3.2.12

Passos Coelho: "Já estamos pobres. Alguns é que não deram conta disso"

Por Victor Ferreira, in Público on-line

O primeiro-ministro português considera que é obrigatório rever as condições de financiamento do sector privado em Portugal. Por isso defende que, em Fevereiro, quando a troika voltar a avaliar o cumprimento do acordo de assistência financeira, o Governo terá de demonstrar para lá de qualquer dúvida de que é preciso "analisar o cenário macroeconómico com mais realismo" para "evitar uma quebra de financiamento para as empresas privadas".

Numa extensa entrevista publicada nesta sexta-feira no semanário Sol, Pedro Passos Coelho admite que é preciso "alguma flexibilidade para descobrir soluções" que evitem a asfixia da economia. "Há muitas empresas viáveis, nomeadamente na área da exportação, que têm vindo a enfrentar uma restrição de crédito muito activa, o que pode comprometer uma parte do programa" de recuperação das finanças públicas e, sobretudo, da economia. "Espero que neste terceiro exame [ao cumprimento do acordo com a troika, cuja avaliação será feita em Fevereiro] seja mais fácil documentar em concreto essas dificuldades – e encontrar, da parte da troika, alguma flexibilidade para descobrir soluções", refere Passos Coelho.

Este problema, afirma o governante, já tinha sido identificado e posto em cima da mesa na segunda avaliação intercalar. Porém, "não houve capacidade na altura de evidenciar aquilo que é um sentimento generalizado", refere o líder do Executivo, salientando que o problema reside no facto de num fecho demasiado rápido do crédito, conjugado com a necessidade de refinanciar a dívida do sector público sem disponibilidade da banca internacional. "Nós temos uma economia demasiado viciada em crédito (...) e isso não é bom. (...) Se o ritmo dessa desalavancagem do sistema financeiro for muito intenso, numa altura em que estamos (...) a retrair a despesa pública, isso pode tornar-se contraproducente no médio prazo", salienta.

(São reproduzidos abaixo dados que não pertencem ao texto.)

//! Jump-style vertical climbing platformer prototype.
//!
//! The core is [`collision`]: a step-wise resolver that moves a square actor
//! out of typed floor/ceiling/wall rectangles. Everything else loads the map,
//! tracks input and scroll state, and draws the result.

pub mod actor;
pub mod camera;
pub mod collision;
pub mod config;
pub mod error;
pub mod geometry;
pub mod input;
pub mod map;
pub mod renderer;
pub mod scaler;
pub mod world;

Este problema tornou-se ainda mais sensível porque o pressuposto do programa de saneamento das contas públicas era que o sector empresarial do Estado encontraria na banca internacional apoio para refinanciar a sua dívida. Ora esse mercado está fechado", vinca o primeiro-ministro português, que reitera a ideia que não pretende pedir nem mais tempo nem mais dinheiro para sanear as contas portuguesas, mantendo como objectivo o regresso do país aos mercados financeiros em Setembro de 2013.

Sem crédito internacional, resta às empresas públicas refinanciarem os seus passivos com a banca nacional, refere Passos Coelho. Conclusão: esse crédito "não estará disponível para as empresas privadas", um problema que exige como solução uma maior flexibilidade na aplicação do programa delineado a partir do memorando de entendimento assinado por Portugal, Comissão Europeia, Banco Central Europeu e Fundo Monetário Internacional.

Depois de explicar o episódio do "desvio colossal" – expressão usada numa reunião interna do PSD para justificar medidas draconianas como a sobretaxa de IRS equivalente ao corte de 50% do subsídio de Natal dos trabalhadores em 2011 – Passos Coelho elege a correcção da dívida como o objectivo fundamental porque "não há nenhum país que consiga crescer com excesso de dívida". "Não há mais dinheiro para gastar – e portanto temos de adequar as nossas necessidades de financiamento àquilo que somos capazes de produzir. E isso envolve políticas de austeridade e de habituar a sociedade a consumir menos recursos do que aqueles que tem consumido..."

Esta é uma tónica da entrevista porque "pobres já nos estamos", conclui Passos Coelho. "Há é pessoas que ainda não se deram conta disso e continuaram a viver como se não fossem pobres, Viveram não daquilo que tinham mas daquilo que lhes emprestavam". Portanto, "falar de políticas de crescimento em Portugal é, em primeiro lugar, falar da sustentabilidade da própria dívida do Estado, E isso implica um programa de austeridade."